B)What is the probability that the person will receive a job offer from Company A only ?

C)What is the probability that the person will receive job offer from Company B only ?

D)What is the probability that the person will receive job offer from Company C only ?

E)What is the probability that the person will receive a job offer from exact one company (either A, B or C)?

F)What is the probability that the person will receive a job offers from Company A and B but not C?

G)What is the probability that the person will receive a job offers from Company A and C but not B?

H)What is the probability that the person will receive a job offers from Company B and C but not A?

I)What is the probability that the person will receive a job offers from exactly two companies?

K)What is the probability that the person will not receive any job offers?

L)What is the probability that the person will receive at least one job offer (i.e. either 1 or more)?

(PLZ ANSWER ASAP)

Expert Solution

P(A) = 0.3

P(B) = 0.6

P(C) = 0.8

A)What is the probability that the person will receive a job offer from ALL three companies?

probability that the person will receive a job offer from ALL three companies = P(A)*P(B)*P(C)

probability that the person will receive a job offer from ALL three companies = 0.3*0.6*0.8

probability that the person will receive a job offer from ALL three companies = 0.144

B)What is the probability that the person will receive a job offer from Company A only ?

probability that the person will receive a job offer from Company A only = P(A)*(1-P(B))*(1-P(C))

probability that the person will receive a job offer from Company A only = 0.3*(1-0.6)*(1-0.8)

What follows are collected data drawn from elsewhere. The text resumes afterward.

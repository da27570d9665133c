// Copyright 2025 Fernando Borretti
//
// Licensed under the Apache License, Version 2.0 (the "License");
// you may not use this file except in compliance with the License.
// You may obtain a copy of the License at
//
//     http://www.apache.org/licenses/LICENSE-2.0
//
// Unless required by applicable law or agreed to in writing, software
// distributed under the License is distributed on an "AS IS" BASIS,
// WITHOUT WARRANTIES OR CONDITIONS OF ANY KIND, either express or implied.
// See the License for the specific language governing permissions and
// limitations under the License.

mod cli;
mod cmd;

use std::process::exit;

use crate::cli::entrypoint;

fn main() {
    env_logger::Builder::from_env(env_logger::Env::default().default_filter_or("warn")).init();
    if let Err(e) = entrypoint() {
        eprintln!("{e}");
        exit(1);
    }
}
// Copyright 2025 Fernando Borretti
//
// Licensed under the Apache License, Version 2.0 (the "License");
// you may not use this file except in compliance with the License.
// You may obtain a copy of the License at
//
//     http://www.apache.org/licenses/LICENSE-2.0
//
// Unless required by applicable law or agreed to in writing, software
// distributed under the License is distributed on an "AS IS" BASIS,
// WITHOUT WARRANTIES OR CONDITIONS OF ANY KIND, either express or implied.
// See the License for the specific language governing permissions and
// limitations under the License.

use std::collections::BTreeSet;

/// A note with every property resolved, ready to be rendered and handed to
/// the note store.
#[derive(Debug, Clone, PartialEq)]
pub struct ParsedNote {
    pub title: String,
    pub model: String,
    pub tags: BTreeSet<String>,
    pub markdown: bool,
    pub fields: Vec<(String, String)>,
}

impl ParsedNote {
    pub fn field(&self, name: &str) -> Option<&str> {
        self.fields
            .iter()
            .find(|(field_name, _)| field_name == name)
            .map(|(_, text)| text.as_str())
    }

    pub fn field_names(&self) -> impl Iterator<Item = &str> {
        self.fields.iter().map(|(name, _)| name.as_str())
    }
}
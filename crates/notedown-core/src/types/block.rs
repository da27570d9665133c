// Copyright 2025 Fernando Borretti
//
// Licensed under the Apache License, Version 2.0 (the "License");
// you may not use this file except in compliance with the License.
// You may obtain a copy of the License at
//
//     http://www.apache.org/licenses/LICENSE-2.0
//
// Unless required by applicable law or agreed to in writing, software
// distributed under the License is distributed on an "AS IS" BASIS,
// WITHOUT WARRANTIES OR CONDITIONS OF ANY KIND, either express or implied.
// See the License for the specific language governing permissions and
// limitations under the License.

use crate::types::properties::Properties;

/// One note's raw data, as read from the file, before defaults and schema
/// resolution.
#[derive(Debug, Clone, PartialEq)]
pub struct RawNoteBlock {
    /// The text of the `#` heading. Informational only.
    pub title: String,
    pub properties: Properties,
    /// Field names and their trimmed text, in file order. Names are unique.
    pub fields: Vec<(String, String)>,
}

impl RawNoteBlock {
    pub fn field(&self, name: &str) -> Option<&str> {
        self.fields
            .iter()
            .find(|(field_name, _)| field_name == name)
            .map(|(_, text)| text.as_str())
    }
}
// Copyright 2025 Fernando Borretti
//
// Licensed under the Apache License, Version 2.0 (the "License");
// you may not use this file except in compliance with the License.
// You may obtain a copy of the License at
//
//     http://www.apache.org/licenses/LICENSE-2.0
//
// Unless required by applicable law or agreed to in writing, software
// distributed under the License is distributed on an "AS IS" BASIS,
// WITHOUT WARRANTIES OR CONDITIONS OF ANY KIND, either express or implied.
// See the License for the specific language governing permissions and
// limitations under the License.

use std::fmt::Write;
use std::path::Path;
use std::path::PathBuf;

use notedown_core::assemble::assemble;
use notedown_core::config::Config;
use notedown_core::error::Fallible;
use notedown_core::error::fail;
use notedown_core::parser::parse_file;
use walkdir::WalkDir;

/// Check every note file under `path` and describe what was found.
pub fn check_notes(path: &str, config: &Config) -> Fallible<String> {
    let files = note_files(Path::new(path))?;
    let mut report = String::new();
    let mut total = 0;
    for file in &files {
        let parsed = parse_file(file)?;
        let fieldless = parsed.fieldless.clone();
        let assembled = assemble(parsed, config)?;
        for note in &assembled.notes {
            writeln!(
                report,
                "{}: {} [{}] {} fields",
                file.display(),
                note.title,
                note.model,
                note.fields.len()
            )?;
        }
        for warning in &assembled.warnings {
            writeln!(report, "{}: warning: {warning}", file.display())?;
        }
        for title in &fieldless {
            writeln!(
                report,
                "{}: warning: note '{title}' has no fields and was ignored",
                file.display()
            )?;
        }
        total += assembled.notes.len();
    }
    writeln!(report, "{total} notes in {} files.", files.len())?;
    Ok(report)
}

/// A single file, or every `.md` file below a directory, in path order.
fn note_files(path: &Path) -> Fallible<Vec<PathBuf>> {
    if !path.exists() {
        return fail(format!("No such file or directory: {}", path.display()));
    }
    if path.is_file() {
        return Ok(vec![path.to_path_buf()]);
    }
    let mut files = Vec::new();
    for entry in WalkDir::new(path).sort_by_file_name() {
        let entry = entry.map_err(|e| std::io::Error::other(e.to_string()))?;
        let path = entry.path();
        if path.is_file() && path.extension().and_then(|s| s.to_str()) == Some("md") {
            files.push(path.to_path_buf());
        }
    }
    Ok(files)
}

#[cfg(test)]
mod tests {
    use std::fs::create_dir;
    use std::fs::write;

    use tempfile::tempdir;

    use super::*;

    #[test]
    fn test_check_file() -> Fallible<()> {
        let dir = tempdir()?;
        let path = dir.path().join("notes.md");
        write(&path, "# One\n## Front\na\n## Back\nb\n# Two\n## Question\nc\n## Back\nd\n")?;
        let report = check_notes(&path.display().to_string(), &Config::default())?;
        assert!(report.contains("One [Basic] 2 fields"));
        assert!(report.contains("warning:"));
        assert!(report.ends_with("2 notes in 1 files.\n"));
        Ok(())
    }

    #[test]
    fn test_check_reports_fieldless_note() -> Fallible<()> {
        let dir = tempdir()?;
        let path = dir.path().join("notes.md");
        write(&path, "# One\n## Front\na\n## Back\nb\n# Lost\nsome text\n")?;
        let report = check_notes(&path.display().to_string(), &Config::default())?;
        assert!(report.contains("warning: note 'Lost' has no fields"));
        assert!(report.ends_with("1 notes in 1 files.\n"));
        Ok(())
    }

    #[test]
    fn test_check_directory() -> Fallible<()> {
        let dir = tempdir()?;
        create_dir(dir.path().join("sub"))?;
        write(dir.path().join("a.md"), "# A\n## Front\na\n## Back\nb\n")?;
        write(dir.path().join("sub").join("b.md"), "# B\n## Front\na\n## Back\nb\n")?;
        write(dir.path().join("ignored.txt"), "not a note")?;
        let report = check_notes(&dir.path().display().to_string(), &Config::default())?;
        assert!(report.ends_with("2 notes in 2 files.\n"));
        Ok(())
    }

    #[test]
    fn test_check_invalid_file() -> Fallible<()> {
        let dir = tempdir()?;
        let path = dir.path().join("bad.md");
        write(&path, "# One\n## Front\na\n")?;
        assert!(check_notes(&path.display().to_string(), &Config::default()).is_err());
        Ok(())
    }

    #[test]
    fn test_check_missing_path() {
        assert!(check_notes("/nonexistent/notes.md", &Config::default()).is_err());
    }
}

probability that the person will receive a job offer from Company A only = 0.3*0.4*0.2

probability that the person will receive a job offer from Company A only = 0.024

C)What is the probability that the person will receive job offer from Company B only ?

probability that the person will receive job offer from Company B only = P(B)*(1-P(A))*(1-P(C))

probability that the person will receive job offer from Company B only = 0.6*(1-0.3)*(1-0.8)

probability that the person will receive job offer from Company B only = 0.6*0.7*0.2

probability that the person will receive job offer from Company B only = 0.084

D)What is the probability that the person will receive job offer from Company C only ?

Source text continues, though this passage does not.